_Data listing:_

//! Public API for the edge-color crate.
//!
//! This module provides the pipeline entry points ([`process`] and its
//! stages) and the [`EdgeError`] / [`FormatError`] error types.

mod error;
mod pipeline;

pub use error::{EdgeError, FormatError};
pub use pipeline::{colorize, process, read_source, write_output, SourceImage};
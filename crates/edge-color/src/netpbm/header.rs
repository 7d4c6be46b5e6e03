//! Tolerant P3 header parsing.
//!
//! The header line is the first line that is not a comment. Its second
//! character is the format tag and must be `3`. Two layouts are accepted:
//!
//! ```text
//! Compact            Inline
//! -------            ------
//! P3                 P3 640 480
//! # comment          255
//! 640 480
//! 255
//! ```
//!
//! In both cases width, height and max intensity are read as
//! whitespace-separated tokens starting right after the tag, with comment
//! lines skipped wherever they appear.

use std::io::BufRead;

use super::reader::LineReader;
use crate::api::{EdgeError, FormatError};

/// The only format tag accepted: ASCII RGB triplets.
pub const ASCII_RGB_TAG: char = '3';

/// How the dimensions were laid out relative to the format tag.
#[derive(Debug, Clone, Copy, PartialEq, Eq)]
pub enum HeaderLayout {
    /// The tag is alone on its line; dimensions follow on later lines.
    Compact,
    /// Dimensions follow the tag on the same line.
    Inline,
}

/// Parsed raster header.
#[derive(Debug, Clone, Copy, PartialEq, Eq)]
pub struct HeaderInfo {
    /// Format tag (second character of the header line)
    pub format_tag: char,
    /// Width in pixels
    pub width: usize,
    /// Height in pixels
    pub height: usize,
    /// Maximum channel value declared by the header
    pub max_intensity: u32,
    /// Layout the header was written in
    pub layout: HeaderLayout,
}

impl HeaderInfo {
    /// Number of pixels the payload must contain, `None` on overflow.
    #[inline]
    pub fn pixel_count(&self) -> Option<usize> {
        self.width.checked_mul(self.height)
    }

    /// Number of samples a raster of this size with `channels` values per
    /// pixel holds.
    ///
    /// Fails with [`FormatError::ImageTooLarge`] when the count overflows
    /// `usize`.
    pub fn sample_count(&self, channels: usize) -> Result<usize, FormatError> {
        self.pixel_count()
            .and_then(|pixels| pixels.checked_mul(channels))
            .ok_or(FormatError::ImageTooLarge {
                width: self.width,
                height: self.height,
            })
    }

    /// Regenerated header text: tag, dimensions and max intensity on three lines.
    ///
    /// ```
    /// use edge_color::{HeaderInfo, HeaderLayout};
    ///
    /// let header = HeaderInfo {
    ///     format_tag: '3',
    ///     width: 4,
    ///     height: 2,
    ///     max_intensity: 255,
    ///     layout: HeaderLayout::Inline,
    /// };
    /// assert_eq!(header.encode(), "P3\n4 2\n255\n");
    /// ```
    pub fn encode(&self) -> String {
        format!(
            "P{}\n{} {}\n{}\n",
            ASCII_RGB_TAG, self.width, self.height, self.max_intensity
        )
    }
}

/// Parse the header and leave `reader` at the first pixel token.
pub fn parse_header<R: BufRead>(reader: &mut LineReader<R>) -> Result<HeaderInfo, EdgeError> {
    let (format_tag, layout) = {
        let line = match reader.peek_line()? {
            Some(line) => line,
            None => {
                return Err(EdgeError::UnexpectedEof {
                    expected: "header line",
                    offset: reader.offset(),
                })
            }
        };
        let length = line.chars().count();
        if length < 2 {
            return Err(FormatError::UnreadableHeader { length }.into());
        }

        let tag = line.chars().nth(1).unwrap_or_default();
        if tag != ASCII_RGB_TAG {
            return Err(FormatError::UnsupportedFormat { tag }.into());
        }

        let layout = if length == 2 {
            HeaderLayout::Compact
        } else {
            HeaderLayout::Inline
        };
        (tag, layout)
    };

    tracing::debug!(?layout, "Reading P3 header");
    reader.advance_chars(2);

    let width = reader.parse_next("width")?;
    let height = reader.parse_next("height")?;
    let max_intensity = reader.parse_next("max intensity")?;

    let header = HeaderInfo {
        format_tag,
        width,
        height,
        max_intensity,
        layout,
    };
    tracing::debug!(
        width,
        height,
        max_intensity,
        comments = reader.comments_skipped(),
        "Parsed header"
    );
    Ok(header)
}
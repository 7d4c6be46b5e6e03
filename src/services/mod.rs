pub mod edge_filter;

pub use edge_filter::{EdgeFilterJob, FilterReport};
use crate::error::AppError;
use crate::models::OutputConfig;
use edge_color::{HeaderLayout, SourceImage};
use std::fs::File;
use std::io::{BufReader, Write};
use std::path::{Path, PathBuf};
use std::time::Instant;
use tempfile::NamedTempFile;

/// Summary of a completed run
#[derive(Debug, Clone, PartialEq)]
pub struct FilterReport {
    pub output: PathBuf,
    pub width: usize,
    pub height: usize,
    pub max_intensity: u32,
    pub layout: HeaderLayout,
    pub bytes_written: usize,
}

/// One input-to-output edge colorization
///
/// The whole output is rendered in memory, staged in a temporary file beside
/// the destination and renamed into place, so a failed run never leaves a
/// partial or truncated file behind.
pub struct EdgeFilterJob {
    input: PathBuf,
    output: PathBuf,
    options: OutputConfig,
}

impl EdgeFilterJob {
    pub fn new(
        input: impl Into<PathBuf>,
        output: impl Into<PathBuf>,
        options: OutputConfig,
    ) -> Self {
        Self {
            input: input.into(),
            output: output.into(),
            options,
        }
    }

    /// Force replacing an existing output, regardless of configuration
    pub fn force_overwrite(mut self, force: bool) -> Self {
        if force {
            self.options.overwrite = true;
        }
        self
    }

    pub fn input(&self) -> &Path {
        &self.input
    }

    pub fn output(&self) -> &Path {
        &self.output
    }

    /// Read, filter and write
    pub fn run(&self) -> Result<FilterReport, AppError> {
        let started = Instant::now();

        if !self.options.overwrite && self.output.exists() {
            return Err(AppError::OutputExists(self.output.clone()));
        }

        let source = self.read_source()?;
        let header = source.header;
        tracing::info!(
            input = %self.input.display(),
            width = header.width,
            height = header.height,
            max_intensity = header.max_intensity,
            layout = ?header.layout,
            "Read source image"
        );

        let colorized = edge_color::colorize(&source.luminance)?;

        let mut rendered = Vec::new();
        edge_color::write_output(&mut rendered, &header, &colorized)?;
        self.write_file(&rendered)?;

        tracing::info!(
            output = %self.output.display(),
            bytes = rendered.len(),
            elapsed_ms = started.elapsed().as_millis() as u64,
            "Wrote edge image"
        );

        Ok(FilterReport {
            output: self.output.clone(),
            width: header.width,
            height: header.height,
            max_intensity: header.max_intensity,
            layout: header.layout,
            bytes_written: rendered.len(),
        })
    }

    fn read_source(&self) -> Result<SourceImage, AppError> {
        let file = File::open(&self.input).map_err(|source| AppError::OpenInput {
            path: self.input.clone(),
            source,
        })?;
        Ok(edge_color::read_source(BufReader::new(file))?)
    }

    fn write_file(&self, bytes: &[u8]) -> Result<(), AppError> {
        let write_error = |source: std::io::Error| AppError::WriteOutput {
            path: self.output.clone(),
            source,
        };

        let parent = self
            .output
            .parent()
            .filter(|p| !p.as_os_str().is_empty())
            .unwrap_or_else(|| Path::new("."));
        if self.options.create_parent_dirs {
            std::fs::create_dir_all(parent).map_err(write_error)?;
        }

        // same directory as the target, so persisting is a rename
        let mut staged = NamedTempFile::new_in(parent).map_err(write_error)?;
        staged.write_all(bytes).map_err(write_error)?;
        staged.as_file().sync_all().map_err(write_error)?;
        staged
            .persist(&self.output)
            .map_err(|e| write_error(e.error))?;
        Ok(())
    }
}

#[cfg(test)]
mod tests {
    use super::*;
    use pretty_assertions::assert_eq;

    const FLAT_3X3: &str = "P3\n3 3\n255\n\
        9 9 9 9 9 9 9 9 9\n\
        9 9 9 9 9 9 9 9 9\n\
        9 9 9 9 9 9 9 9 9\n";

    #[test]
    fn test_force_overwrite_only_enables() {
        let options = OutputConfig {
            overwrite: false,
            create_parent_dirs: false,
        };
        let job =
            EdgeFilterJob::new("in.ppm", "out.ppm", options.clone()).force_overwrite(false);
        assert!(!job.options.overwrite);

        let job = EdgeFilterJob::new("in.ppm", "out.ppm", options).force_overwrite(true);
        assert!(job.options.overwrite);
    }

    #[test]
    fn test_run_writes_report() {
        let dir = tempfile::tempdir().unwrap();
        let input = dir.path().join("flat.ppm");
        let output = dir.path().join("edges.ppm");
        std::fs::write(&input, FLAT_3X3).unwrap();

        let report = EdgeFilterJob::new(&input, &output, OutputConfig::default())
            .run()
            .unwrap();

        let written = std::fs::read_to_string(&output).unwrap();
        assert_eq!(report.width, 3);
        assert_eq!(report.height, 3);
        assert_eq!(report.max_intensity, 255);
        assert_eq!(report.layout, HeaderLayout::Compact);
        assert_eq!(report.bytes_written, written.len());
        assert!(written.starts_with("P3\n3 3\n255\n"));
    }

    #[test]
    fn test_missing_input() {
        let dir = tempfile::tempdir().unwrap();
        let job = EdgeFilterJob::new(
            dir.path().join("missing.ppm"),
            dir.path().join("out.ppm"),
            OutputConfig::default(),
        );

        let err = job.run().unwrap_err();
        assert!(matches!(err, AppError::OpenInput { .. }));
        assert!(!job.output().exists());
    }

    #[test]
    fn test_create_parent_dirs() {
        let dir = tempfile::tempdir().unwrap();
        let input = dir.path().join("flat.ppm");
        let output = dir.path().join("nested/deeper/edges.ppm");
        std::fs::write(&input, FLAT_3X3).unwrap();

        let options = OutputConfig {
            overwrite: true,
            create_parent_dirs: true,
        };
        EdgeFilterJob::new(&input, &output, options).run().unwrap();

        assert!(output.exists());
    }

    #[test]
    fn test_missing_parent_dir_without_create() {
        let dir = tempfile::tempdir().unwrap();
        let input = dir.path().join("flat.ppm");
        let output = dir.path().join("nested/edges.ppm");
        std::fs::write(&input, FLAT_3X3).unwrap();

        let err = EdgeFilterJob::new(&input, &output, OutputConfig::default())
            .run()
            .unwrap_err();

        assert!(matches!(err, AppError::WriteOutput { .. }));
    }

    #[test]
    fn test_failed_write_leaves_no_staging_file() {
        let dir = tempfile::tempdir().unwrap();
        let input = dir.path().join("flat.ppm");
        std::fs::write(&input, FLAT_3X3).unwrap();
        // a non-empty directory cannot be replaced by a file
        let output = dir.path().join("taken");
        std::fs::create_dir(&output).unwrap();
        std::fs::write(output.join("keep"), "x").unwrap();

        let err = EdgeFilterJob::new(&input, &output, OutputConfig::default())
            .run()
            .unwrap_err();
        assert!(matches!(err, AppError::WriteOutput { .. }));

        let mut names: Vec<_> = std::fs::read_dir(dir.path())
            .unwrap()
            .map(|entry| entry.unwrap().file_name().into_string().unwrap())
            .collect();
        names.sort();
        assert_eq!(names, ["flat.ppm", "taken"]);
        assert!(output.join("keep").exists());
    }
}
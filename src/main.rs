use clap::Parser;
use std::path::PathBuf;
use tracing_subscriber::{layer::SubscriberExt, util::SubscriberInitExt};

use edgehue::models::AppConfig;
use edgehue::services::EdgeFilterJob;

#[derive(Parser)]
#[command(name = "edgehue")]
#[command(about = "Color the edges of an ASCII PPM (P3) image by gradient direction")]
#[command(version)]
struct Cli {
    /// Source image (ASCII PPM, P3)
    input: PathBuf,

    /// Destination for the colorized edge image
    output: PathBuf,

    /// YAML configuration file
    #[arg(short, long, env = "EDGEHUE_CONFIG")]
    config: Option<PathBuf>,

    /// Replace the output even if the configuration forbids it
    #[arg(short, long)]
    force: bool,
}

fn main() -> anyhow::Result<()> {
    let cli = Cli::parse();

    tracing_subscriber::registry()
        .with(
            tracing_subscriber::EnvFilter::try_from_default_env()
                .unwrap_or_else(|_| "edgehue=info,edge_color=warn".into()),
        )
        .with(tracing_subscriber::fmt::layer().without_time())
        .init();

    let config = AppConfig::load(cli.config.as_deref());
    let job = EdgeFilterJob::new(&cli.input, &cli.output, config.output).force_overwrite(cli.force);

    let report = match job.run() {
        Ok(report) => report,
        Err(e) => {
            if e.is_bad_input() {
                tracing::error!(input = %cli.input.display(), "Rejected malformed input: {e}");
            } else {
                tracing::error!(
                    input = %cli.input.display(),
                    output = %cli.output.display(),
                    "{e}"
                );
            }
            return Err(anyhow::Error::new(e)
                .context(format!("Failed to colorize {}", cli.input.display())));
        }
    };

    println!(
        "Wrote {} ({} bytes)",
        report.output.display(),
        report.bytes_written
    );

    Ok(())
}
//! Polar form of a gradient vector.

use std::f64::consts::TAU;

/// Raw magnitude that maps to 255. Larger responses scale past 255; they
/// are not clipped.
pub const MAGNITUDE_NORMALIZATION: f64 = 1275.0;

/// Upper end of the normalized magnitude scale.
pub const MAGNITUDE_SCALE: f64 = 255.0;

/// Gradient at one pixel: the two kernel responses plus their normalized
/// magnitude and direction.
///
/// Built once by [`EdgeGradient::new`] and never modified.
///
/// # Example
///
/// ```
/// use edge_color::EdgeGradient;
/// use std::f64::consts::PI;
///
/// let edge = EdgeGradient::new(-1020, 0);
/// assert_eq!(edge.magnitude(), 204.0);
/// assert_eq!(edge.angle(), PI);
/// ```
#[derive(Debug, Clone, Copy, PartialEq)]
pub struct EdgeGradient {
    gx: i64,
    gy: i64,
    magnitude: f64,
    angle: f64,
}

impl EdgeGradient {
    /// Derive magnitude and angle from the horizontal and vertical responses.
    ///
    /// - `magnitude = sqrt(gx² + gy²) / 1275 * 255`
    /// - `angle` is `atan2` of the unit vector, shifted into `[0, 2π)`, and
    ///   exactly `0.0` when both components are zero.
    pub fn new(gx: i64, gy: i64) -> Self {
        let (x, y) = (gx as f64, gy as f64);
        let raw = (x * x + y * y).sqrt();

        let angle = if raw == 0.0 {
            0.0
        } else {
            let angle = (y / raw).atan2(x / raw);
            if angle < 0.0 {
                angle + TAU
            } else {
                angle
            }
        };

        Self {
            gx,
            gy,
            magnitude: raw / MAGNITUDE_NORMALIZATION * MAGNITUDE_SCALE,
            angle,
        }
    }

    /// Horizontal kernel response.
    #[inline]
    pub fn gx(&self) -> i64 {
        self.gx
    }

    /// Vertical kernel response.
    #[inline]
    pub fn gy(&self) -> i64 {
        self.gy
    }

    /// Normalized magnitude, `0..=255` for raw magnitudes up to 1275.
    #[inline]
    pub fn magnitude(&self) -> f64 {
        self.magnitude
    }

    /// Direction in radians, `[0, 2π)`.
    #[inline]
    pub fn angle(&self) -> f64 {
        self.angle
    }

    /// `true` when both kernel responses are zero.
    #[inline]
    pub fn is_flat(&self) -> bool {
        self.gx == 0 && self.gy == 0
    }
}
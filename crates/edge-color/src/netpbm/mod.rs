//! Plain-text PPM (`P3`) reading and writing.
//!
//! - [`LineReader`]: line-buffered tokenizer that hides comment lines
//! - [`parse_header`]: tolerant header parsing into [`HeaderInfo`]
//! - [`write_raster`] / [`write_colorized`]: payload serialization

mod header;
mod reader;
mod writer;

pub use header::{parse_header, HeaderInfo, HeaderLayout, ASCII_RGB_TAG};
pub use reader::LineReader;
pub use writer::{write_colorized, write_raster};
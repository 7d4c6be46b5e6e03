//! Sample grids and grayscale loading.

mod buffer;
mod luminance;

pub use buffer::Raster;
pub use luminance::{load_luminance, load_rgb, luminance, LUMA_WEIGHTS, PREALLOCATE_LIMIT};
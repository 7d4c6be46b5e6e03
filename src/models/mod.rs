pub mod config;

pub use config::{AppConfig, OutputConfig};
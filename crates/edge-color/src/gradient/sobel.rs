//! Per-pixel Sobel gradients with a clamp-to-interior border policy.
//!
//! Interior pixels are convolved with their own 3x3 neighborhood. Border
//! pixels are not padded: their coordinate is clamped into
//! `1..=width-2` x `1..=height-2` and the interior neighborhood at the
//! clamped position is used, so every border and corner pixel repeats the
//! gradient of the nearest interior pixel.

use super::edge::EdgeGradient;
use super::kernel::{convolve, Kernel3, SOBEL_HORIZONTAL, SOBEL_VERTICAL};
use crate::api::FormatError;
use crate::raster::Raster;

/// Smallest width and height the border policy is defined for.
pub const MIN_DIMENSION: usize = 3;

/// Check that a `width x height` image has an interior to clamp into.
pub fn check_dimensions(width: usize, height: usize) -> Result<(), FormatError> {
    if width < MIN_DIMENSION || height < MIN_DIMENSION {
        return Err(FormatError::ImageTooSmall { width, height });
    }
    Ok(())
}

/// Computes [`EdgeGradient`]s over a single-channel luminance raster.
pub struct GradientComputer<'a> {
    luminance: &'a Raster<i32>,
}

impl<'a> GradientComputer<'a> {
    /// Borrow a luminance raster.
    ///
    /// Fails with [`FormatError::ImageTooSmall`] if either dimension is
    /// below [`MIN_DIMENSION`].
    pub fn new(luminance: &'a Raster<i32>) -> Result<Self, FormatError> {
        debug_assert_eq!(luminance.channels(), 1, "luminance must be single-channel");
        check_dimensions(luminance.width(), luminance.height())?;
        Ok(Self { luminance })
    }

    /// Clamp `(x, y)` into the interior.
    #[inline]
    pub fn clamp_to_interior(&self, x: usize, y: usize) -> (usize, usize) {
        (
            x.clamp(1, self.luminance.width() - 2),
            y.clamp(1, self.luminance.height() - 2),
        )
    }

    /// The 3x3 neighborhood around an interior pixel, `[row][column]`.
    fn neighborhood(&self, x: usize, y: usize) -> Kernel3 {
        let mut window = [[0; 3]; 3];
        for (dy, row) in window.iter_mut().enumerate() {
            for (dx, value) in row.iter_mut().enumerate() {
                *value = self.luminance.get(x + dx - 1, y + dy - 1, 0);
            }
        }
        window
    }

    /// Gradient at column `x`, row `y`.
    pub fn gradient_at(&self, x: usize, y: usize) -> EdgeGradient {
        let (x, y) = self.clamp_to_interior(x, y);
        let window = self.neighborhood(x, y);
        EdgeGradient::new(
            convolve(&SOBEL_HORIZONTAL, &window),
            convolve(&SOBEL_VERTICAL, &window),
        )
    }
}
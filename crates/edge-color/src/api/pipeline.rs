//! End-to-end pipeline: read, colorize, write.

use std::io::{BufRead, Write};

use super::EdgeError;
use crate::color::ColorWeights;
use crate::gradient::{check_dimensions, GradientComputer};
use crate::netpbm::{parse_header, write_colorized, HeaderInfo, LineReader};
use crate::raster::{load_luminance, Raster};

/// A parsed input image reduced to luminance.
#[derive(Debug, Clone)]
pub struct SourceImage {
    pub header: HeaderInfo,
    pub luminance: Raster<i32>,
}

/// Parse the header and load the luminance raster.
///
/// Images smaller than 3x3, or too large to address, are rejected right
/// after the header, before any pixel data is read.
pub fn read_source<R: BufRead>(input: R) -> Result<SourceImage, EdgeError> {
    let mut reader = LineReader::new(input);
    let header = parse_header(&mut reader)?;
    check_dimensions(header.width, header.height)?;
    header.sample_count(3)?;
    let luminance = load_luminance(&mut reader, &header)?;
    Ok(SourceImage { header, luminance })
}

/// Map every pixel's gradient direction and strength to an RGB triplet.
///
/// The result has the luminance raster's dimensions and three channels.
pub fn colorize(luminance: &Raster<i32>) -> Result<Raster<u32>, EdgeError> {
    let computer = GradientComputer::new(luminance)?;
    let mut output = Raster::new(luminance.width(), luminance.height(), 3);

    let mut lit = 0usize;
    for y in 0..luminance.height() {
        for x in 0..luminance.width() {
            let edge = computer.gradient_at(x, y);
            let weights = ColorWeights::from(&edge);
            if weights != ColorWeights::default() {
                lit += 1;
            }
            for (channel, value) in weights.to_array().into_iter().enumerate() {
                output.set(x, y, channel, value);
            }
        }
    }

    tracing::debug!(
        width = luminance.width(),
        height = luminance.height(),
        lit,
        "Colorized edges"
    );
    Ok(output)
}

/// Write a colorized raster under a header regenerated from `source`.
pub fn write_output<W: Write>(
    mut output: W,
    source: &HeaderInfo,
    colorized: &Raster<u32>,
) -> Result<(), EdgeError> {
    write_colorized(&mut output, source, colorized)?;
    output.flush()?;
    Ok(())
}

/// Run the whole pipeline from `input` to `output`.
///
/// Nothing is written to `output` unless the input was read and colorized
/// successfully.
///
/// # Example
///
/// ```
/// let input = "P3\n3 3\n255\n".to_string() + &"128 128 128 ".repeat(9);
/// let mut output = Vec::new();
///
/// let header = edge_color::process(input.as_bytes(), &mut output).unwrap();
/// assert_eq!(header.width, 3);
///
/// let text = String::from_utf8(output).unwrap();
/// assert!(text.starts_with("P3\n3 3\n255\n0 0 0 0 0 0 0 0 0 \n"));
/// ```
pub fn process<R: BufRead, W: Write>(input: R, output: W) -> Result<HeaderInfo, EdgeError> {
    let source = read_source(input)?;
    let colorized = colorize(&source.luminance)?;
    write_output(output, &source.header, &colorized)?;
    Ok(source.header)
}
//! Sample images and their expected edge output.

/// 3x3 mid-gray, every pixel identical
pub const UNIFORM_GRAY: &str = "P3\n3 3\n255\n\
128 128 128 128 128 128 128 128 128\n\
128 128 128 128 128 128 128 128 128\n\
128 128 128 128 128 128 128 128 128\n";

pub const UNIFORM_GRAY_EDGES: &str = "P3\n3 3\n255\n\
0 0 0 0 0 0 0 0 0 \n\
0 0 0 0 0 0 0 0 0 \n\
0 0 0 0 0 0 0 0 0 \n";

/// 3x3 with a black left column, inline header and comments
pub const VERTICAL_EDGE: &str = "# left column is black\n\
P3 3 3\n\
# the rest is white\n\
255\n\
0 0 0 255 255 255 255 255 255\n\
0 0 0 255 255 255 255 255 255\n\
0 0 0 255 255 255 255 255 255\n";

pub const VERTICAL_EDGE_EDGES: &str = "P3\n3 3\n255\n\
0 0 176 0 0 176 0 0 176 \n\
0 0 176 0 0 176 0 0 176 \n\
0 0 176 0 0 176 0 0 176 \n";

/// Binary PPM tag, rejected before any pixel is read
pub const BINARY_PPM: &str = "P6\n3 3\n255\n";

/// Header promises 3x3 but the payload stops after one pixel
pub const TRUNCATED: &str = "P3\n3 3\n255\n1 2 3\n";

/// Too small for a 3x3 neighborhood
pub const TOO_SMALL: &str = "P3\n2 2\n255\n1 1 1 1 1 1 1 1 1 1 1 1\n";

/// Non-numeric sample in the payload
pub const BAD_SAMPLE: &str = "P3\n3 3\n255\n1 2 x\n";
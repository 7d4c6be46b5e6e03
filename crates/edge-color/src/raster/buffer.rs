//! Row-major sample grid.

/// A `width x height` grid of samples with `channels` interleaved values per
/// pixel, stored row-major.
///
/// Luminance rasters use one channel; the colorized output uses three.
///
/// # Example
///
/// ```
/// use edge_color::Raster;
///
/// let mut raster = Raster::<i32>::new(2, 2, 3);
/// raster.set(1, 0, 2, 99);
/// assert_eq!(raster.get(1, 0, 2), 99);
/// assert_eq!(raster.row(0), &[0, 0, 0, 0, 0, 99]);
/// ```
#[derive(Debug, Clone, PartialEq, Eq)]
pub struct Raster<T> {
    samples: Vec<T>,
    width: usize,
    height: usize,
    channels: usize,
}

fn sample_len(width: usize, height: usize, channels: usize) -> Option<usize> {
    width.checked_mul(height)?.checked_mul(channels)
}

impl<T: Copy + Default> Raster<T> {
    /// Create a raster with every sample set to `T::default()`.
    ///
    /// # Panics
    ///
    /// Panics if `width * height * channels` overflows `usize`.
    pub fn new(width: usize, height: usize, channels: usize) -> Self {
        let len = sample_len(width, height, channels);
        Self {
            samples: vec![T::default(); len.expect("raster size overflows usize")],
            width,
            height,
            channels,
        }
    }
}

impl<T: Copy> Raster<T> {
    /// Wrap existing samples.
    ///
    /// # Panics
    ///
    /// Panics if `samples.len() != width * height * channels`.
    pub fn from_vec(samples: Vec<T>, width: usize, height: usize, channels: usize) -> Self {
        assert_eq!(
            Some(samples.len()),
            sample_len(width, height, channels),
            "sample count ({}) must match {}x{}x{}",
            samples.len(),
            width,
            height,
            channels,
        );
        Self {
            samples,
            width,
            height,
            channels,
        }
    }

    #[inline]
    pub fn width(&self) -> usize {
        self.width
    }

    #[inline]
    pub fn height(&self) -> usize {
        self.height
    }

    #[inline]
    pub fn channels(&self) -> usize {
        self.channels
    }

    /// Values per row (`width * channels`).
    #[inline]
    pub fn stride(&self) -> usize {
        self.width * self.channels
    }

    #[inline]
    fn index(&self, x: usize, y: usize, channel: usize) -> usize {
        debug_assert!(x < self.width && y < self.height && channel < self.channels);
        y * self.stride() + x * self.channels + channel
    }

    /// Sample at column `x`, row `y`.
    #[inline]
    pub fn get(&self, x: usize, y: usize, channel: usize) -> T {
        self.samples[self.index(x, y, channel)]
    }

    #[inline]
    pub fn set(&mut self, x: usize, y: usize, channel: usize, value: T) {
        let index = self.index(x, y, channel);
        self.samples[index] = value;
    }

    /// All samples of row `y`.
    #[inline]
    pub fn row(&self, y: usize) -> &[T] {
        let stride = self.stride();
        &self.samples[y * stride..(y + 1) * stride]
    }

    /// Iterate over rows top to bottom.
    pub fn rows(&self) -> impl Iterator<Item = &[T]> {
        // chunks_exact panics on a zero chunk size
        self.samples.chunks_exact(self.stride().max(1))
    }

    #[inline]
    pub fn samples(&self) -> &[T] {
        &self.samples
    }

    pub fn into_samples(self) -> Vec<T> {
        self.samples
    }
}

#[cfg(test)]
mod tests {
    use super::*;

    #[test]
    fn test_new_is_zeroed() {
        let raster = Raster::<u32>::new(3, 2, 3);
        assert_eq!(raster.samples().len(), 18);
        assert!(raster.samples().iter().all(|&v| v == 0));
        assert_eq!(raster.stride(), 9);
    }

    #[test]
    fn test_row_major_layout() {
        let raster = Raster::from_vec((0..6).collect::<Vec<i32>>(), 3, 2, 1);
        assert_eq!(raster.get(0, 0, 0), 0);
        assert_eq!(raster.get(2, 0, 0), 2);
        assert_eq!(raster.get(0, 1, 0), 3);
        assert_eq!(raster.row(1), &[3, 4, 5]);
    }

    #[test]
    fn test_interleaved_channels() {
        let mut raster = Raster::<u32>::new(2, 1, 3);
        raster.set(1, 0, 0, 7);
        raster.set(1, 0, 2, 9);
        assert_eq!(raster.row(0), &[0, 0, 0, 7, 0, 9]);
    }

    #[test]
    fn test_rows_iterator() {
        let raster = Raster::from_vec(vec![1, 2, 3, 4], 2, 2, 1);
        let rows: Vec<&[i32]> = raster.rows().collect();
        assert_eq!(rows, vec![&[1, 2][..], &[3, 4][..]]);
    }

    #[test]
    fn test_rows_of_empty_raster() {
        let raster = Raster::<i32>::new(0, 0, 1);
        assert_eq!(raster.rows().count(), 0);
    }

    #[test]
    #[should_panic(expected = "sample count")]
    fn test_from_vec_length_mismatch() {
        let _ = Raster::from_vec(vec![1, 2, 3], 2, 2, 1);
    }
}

_What is expected:_ Wherever the word "nested" occurs in a line of the listing, copy that line.

_Solution to this problem:_
        let output = dir.path().join("nested/deeper/edges.ppm");
        let output = dir.path().join("nested/edges.ppm");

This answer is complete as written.